§ RECORDED DATA:
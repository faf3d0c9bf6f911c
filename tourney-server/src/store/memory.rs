use std::cmp::Reverse;
use std::collections::{BTreeMap, HashSet};

use async_trait::async_trait;
use chrono::Utc;
use parking_lot::Mutex;
use tourney_api::id::{TournamentId, UserId};
use tourney_api::tournaments::{Tournament, TournamentFilter};

use super::{NewTournament, NewUser, Store, TournamentUpdate, User, DEFAULT_STATUS};
use crate::Error;

/// A process-local [`Store`]. Everything is lost on exit.
#[derive(Debug, Default)]
pub struct MemoryStore {
    inner: Mutex<Inner>,
}

#[derive(Debug, Default)]
struct Inner {
    users: BTreeMap<UserId, User>,
    tournaments: BTreeMap<TournamentId, Tournament>,
    participants: HashSet<(TournamentId, UserId)>,
    next_user_id: i64,
    next_tournament_id: i64,
}

impl MemoryStore {
    pub fn new() -> Self {
        Self::default()
    }
}

#[async_trait]
impl Store for MemoryStore {
    async fn insert_user(&self, user: &NewUser) -> Result<User, Error> {
        let mut inner = self.inner.lock();

        for existing in inner.users.values() {
            if existing.username == user.username {
                return Err(Error::UniqueViolation(format!(
                    "username {:?} already exists",
                    user.username
                )));
            }

            if existing.email == user.email {
                return Err(Error::UniqueViolation(format!(
                    "email {:?} already exists",
                    user.email
                )));
            }
        }

        inner.next_user_id += 1;
        let user = User {
            id: UserId(inner.next_user_id),
            username: user.username.clone(),
            email: user.email.clone(),
            password_hash: user.password_hash.clone(),
            full_name: Some(user.full_name.clone()),
            is_admin: false,
            last_login: None,
        };

        inner.users.insert(user.id, user.clone());
        Ok(user)
    }

    async fn find_user(
        &self,
        username: &str,
        password_hash: &str,
    ) -> Result<Option<User>, Error> {
        let inner = self.inner.lock();

        Ok(inner
            .users
            .values()
            .find(|user| user.username == username && user.password_hash == password_hash)
            .cloned())
    }

    async fn touch_last_login(&self, id: UserId) -> Result<(), Error> {
        let mut inner = self.inner.lock();

        if let Some(user) = inner.users.get_mut(&id) {
            user.last_login = Some(Utc::now());
        }

        Ok(())
    }

    async fn list_tournaments(&self, filter: &TournamentFilter) -> Result<Vec<Tournament>, Error> {
        let inner = self.inner.lock();

        let mut tournaments: Vec<Tournament> = inner
            .tournaments
            .values()
            .filter(|tournament| filter.matches(tournament))
            .cloned()
            .collect();

        // Same order as `ORDER BY start_date DESC` in postgres: NULLs first.
        tournaments.sort_by_key(|t| (t.start_date.is_some(), Reverse(t.start_date)));

        Ok(tournaments)
    }

    async fn insert_tournament(&self, tournament: &NewTournament) -> Result<Tournament, Error> {
        let mut inner = self.inner.lock();

        inner.next_tournament_id += 1;
        let now = Utc::now();

        let tournament = Tournament {
            id: TournamentId(inner.next_tournament_id),
            name: tournament.name.clone(),
            description: Some(tournament.description.clone()),
            prize_money: Some(tournament.prize_money.clone()),
            max_participants: tournament.max_participants,
            current_participants: 0,
            start_date: tournament.start_date,
            game_title: Some(tournament.game_title.clone()),
            tournament_format: Some(tournament.tournament_format.clone()),
            rules: Some(tournament.rules.clone()),
            image_url: Some(tournament.image_url.clone()),
            status: DEFAULT_STATUS.to_owned(),
            created_by: tournament.created_by,
            created_at: now,
            updated_at: now,
        };

        inner.tournaments.insert(tournament.id, tournament.clone());
        Ok(tournament)
    }

    async fn register_participant(
        &self,
        tournament_id: TournamentId,
        user_id: UserId,
    ) -> Result<(), Error> {
        let mut inner = self.inner.lock();

        if !inner.participants.insert((tournament_id, user_id)) {
            return Err(Error::UniqueViolation(format!(
                "user {} is already registered for tournament {}",
                user_id, tournament_id
            )));
        }

        if let Some(tournament) = inner.tournaments.get_mut(&tournament_id) {
            tournament.current_participants += 1;
        }

        Ok(())
    }

    async fn update_tournament(
        &self,
        id: TournamentId,
        update: &TournamentUpdate,
    ) -> Result<Option<Tournament>, Error> {
        let mut inner = self.inner.lock();

        Ok(inner.tournaments.get_mut(&id).map(|tournament| {
            update.apply(tournament);
            tournament.clone()
        }))
    }
}

#[cfg(test)]
mod tests {
    use chrono::NaiveDate;
    use tourney_api::id::{TournamentId, UserId};
    use tourney_api::tournaments::TournamentFilter;

    use super::MemoryStore;
    use crate::store::{NewTournament, NewUser, Store};
    use crate::Error;

    fn new_user(username: &str, email: &str) -> NewUser {
        NewUser {
            username: username.into(),
            email: email.into(),
            password_hash: "hash".into(),
            full_name: String::new(),
        }
    }

    fn new_tournament(name: &str, start: Option<(i32, u32, u32)>) -> NewTournament {
        NewTournament {
            name: name.into(),
            description: String::new(),
            prize_money: String::new(),
            max_participants: 64,
            start_date: start.map(|(y, m, d)| {
                NaiveDate::from_ymd_opt(y, m, d)
                    .unwrap()
                    .and_hms_opt(12, 0, 0)
                    .unwrap()
            }),
            game_title: String::new(),
            tournament_format: "Single Elimination".into(),
            rules: String::new(),
            image_url: String::new(),
            created_by: None,
        }
    }

    #[tokio::test]
    async fn test_memory_store_users() {
        let store = MemoryStore::new();

        let alice = store.insert_user(&new_user("alice", "a@x")).await.unwrap();
        assert_eq!(alice.id, UserId(1));
        assert!(!alice.is_admin);

        match store.insert_user(&new_user("alice", "other@x")).await {
            Err(Error::UniqueViolation(_)) => (),
            res => panic!("expected unique violation, got {:?}", res),
        }

        match store.insert_user(&new_user("bob", "a@x")).await {
            Err(Error::UniqueViolation(_)) => (),
            res => panic!("expected unique violation, got {:?}", res),
        }

        assert_eq!(store.find_user("alice", "hash").await.unwrap(), Some(alice));
        assert_eq!(store.find_user("alice", "wrong").await.unwrap(), None);
    }

    #[tokio::test]
    async fn test_memory_store_list_order() {
        let store = MemoryStore::new();

        store
            .insert_tournament(&new_tournament("early", Some((2024, 1, 1))))
            .await
            .unwrap();
        store
            .insert_tournament(&new_tournament("undated", None))
            .await
            .unwrap();
        store
            .insert_tournament(&new_tournament("late", Some((2025, 6, 1))))
            .await
            .unwrap();

        let names: Vec<_> = store
            .list_tournaments(&TournamentFilter::default())
            .await
            .unwrap()
            .into_iter()
            .map(|t| t.name)
            .collect();

        assert_eq!(names, ["undated", "late", "early"]);
    }

    #[tokio::test]
    async fn test_memory_store_register() {
        let store = MemoryStore::new();
        let tournament = store
            .insert_tournament(&new_tournament("Cup", None))
            .await
            .unwrap();

        store
            .register_participant(tournament.id, UserId(7))
            .await
            .unwrap();

        match store.register_participant(tournament.id, UserId(7)).await {
            Err(Error::UniqueViolation(_)) => (),
            res => panic!("expected unique violation, got {:?}", res),
        }

        // Registering for an unknown tournament is accepted.
        store
            .register_participant(TournamentId(99), UserId(7))
            .await
            .unwrap();

        let list = store
            .list_tournaments(&TournamentFilter::default())
            .await
            .unwrap();
        assert_eq!(list[0].current_participants, 1);
    }
}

§ ACTIVITY: Please copy each line above exactly as written.

§ WRITTEN SOLUTION:
repository faf3d0c9bf6f911c
filename tourney-server/src/store/memory.rs
use std::cmp::Reverse;
use std::collections::{BTreeMap, HashSet};

use async_trait::async_trait;
use chrono::Utc;
use parking_lot::Mutex;
use tourney_api::id::{TournamentId, UserId};
use tourney_api::tournaments::{Tournament, TournamentFilter};

use super::{NewTournament, NewUser, Store, TournamentUpdate, User, DEFAULT_STATUS};
use crate::Error;

/// A process-local [`Store`]. Everything is lost on exit.
#[derive(Debug, Default)]
pub struct MemoryStore {
    inner: Mutex<Inner>,
}

#[derive(Debug, Default)]
struct Inner {
    users: BTreeMap<UserId, User>,
    tournaments: BTreeMap<TournamentId, Tournament>,
    participants: HashSet<(TournamentId, UserId)>,
    next_user_id: i64,
    next_tournament_id: i64,
}

impl MemoryStore {
    pub fn new() -> Self {
        Self::default()
    }
}

#[async_trait]
impl Store for MemoryStore {
    async fn insert_user(&self, user: &NewUser) -> Result<User, Error> {
        let mut inner = self.inner.lock();

        for existing in inner.users.values() {
            if existing.username == user.username {
                return Err(Error::UniqueViolation(format!(
                    "username {:?} already exists",
                    user.username
                )));
            }

            if existing.email == user.email {
                return Err(Error::UniqueViolation(format!(
                    "email {:?} already exists",
                    user.email
                )));
            }
        }

        inner.next_user_id += 1;
        let user = User {
            id: UserId(inner.next_user_id),
            username: user.username.clone(),
            email: user.email.clone(),
            password_hash: user.password_hash.clone(),
            full_name: Some(user.full_name.clone()),
            is_admin: false,
            last_login: None,
        };

        inner.users.insert(user.id, user.clone());
        Ok(user)
    }

    async fn find_user(
        &self,
        username: &str,
        password_hash: &str,
    ) -> Result<Option<User>, Error> {
        let inner = self.inner.lock();

        Ok(inner
            .users
            .values()
            .find(|user| user.username == username && user.password_hash == password_hash)
            .cloned())
    }

    async fn touch_last_login(&self, id: UserId) -> Result<(), Error> {
        let mut inner = self.inner.lock();

        if let Some(user) = inner.users.get_mut(&id) {
            user.last_login = Some(Utc::now());
        }

        Ok(())
    }

    async fn list_tournaments(&self, filter: &TournamentFilter) -> Result<Vec<Tournament>, Error> {
        let inner = self.inner.lock();

        let mut tournaments: Vec<Tournament> = inner
            .tournaments
            .values()
            .filter(|tournament| filter.matches(tournament))
            .cloned()
            .collect();

        // Same order as `ORDER BY start_date DESC` in postgres: NULLs first.
        tournaments.sort_by_key(|t| (t.start_date.is_some(), Reverse(t.start_date)));

        Ok(tournaments)
    }

    async fn insert_tournament(&self, tournament: &NewTournament) -> Result<Tournament, Error> {
        let mut inner = self.inner.lock();

        inner.next_tournament_id += 1;
        let now = Utc::now();

        let tournament = Tournament {
            id: TournamentId(inner.next_tournament_id),
            name: tournament.name.clone(),
            description: Some(tournament.description.clone()),
            prize_money: Some(tournament.prize_money.clone()),
            max_participants: tournament.max_participants,
            current_participants: 0,
            start_date: tournament.start_date,
            game_title: Some(tournament.game_title.clone()),
            tournament_format: Some(tournament.tournament_format.clone()),
            rules: Some(tournament.rules.clone()),
            image_url: Some(tournament.image_url.clone()),
            status: DEFAULT_STATUS.to_owned(),
            created_by: tournament.created_by,
            created_at: now,
            updated_at: now,
        };

        inner.tournaments.insert(tournament.id, tournament.clone());
        Ok(tournament)
    }

    async fn register_participant(
        &self,
        tournament_id: TournamentId,
        user_id: UserId,
    ) -> Result<(), Error> {
        let mut inner = self.inner.lock();

        if !inner.participants.insert((tournament_id, user_id)) {
            return Err(Error::UniqueViolation(format!(
                "user {} is already registered for tournament {}",
                user_id, tournament_id
            )));
        }

        if let Some(tournament) = inner.tournaments.get_mut(&tournament_id) {
            tournament.current_participants += 1;
        }

        Ok(())
    }

    async fn update_tournament(
        &self,
        id: TournamentId,
        update: &TournamentUpdate,
    ) -> Result<Option<Tournament>, Error> {
        let mut inner = self.inner.lock();

        Ok(inner.tournaments.get_mut(&id).map(|tournament| {
            update.apply(tournament);
            tournament.clone()
        }))
    }
}

#[cfg(test)]
mod tests {
    use chrono::NaiveDate;
    use tourney_api::id::{TournamentId, UserId};
    use tourney_api::tournaments::TournamentFilter;

    use super::MemoryStore;
    use crate::store::{NewTournament, NewUser, Store};
    use crate::Error;

    fn new_user(username: &str, email: &str) -> NewUser {
        NewUser {
            username: username.into(),
            email: email.into(),
            password_hash: "hash".into(),
            full_name: String::new(),
        }
    }

    fn new_tournament(name: &str, start: Option<(i32, u32, u32)>) -> NewTournament {
        NewTournament {
            name: name.into(),
            description: String::new(),
            prize_money: String::new(),
            max_participants: 64,
            start_date: start.map(|(y, m, d)| {
                NaiveDate::from_ymd_opt(y, m, d)
                    .unwrap()
                    .and_hms_opt(12, 0, 0)
                    .unwrap()
            }),
            game_title: String::new(),
            tournament_format: "Single Elimination".into(),
            rules: String::new(),
            image_url: String::new(),
            created_by: None,
        }
    }

    #[tokio::test]
    async fn test_memory_store_users() {
        let store = MemoryStore::new();

        let alice = store.insert_user(&new_user("alice", "a@x")).await.unwrap();
        assert_eq!(alice.id, UserId(1));
        assert!(!alice.is_admin);

        match store.insert_user(&new_user("alice", "other@x")).await {
            Err(Error::UniqueViolation(_)) => (),
            res => panic!("expected unique violation, got {:?}", res),
        }

        match store.insert_user(&new_user("bob", "a@x")).await {
            Err(Error::UniqueViolation(_)) => (),
            res => panic!("expected unique violation, got {:?}", res),
        }

        assert_eq!(store.find_user("alice", "hash").await.unwrap(), Some(alice));
        assert_eq!(store.find_user("alice", "wrong").await.unwrap(), None);
    }

    #[tokio::test]
    async fn test_memory_store_list_order() {
        let store = MemoryStore::new();

        store
            .insert_tournament(&new_tournament("early", Some((2024, 1, 1))))
            .await
            .unwrap();
        store
            .insert_tournament(&new_tournament("undated", None))
            .await
            .unwrap();
        store
            .insert_tournament(&new_tournament("late", Some((2025, 6, 1))))
            .await
            .unwrap();

        let names: Vec<_> = store
            .list_tournaments(&TournamentFilter::default())
            .await
            .unwrap()
            .into_iter()
            .map(|t| t.name)
            .collect();

        assert_eq!(names, ["undated", "late", "early"]);
    }

    #[tokio::test]
    async fn test_memory_store_register() {
        let store = MemoryStore::new();
        let tournament = store
            .insert_tournament(&new_tournament("Cup", None))
            .await
            .unwrap();

        store
            .register_participant(tournament.id, UserId(7))
            .await
            .unwrap();

        match store.register_participant(tournament.id, UserId(7)).await {
            Err(Error::UniqueViolation(_)) => (),
            res => panic!("expected unique violation, got {:?}", res),
        }

        // Registering for an unknown tournament is accepted.
        store
            .register_participant(TournamentId(99), UserId(7))
            .await
            .unwrap();

        let list = store
            .list_tournaments(&TournamentFilter::default())
            .await
            .unwrap();
        assert_eq!(list[0].current_participants, 1);
    }
}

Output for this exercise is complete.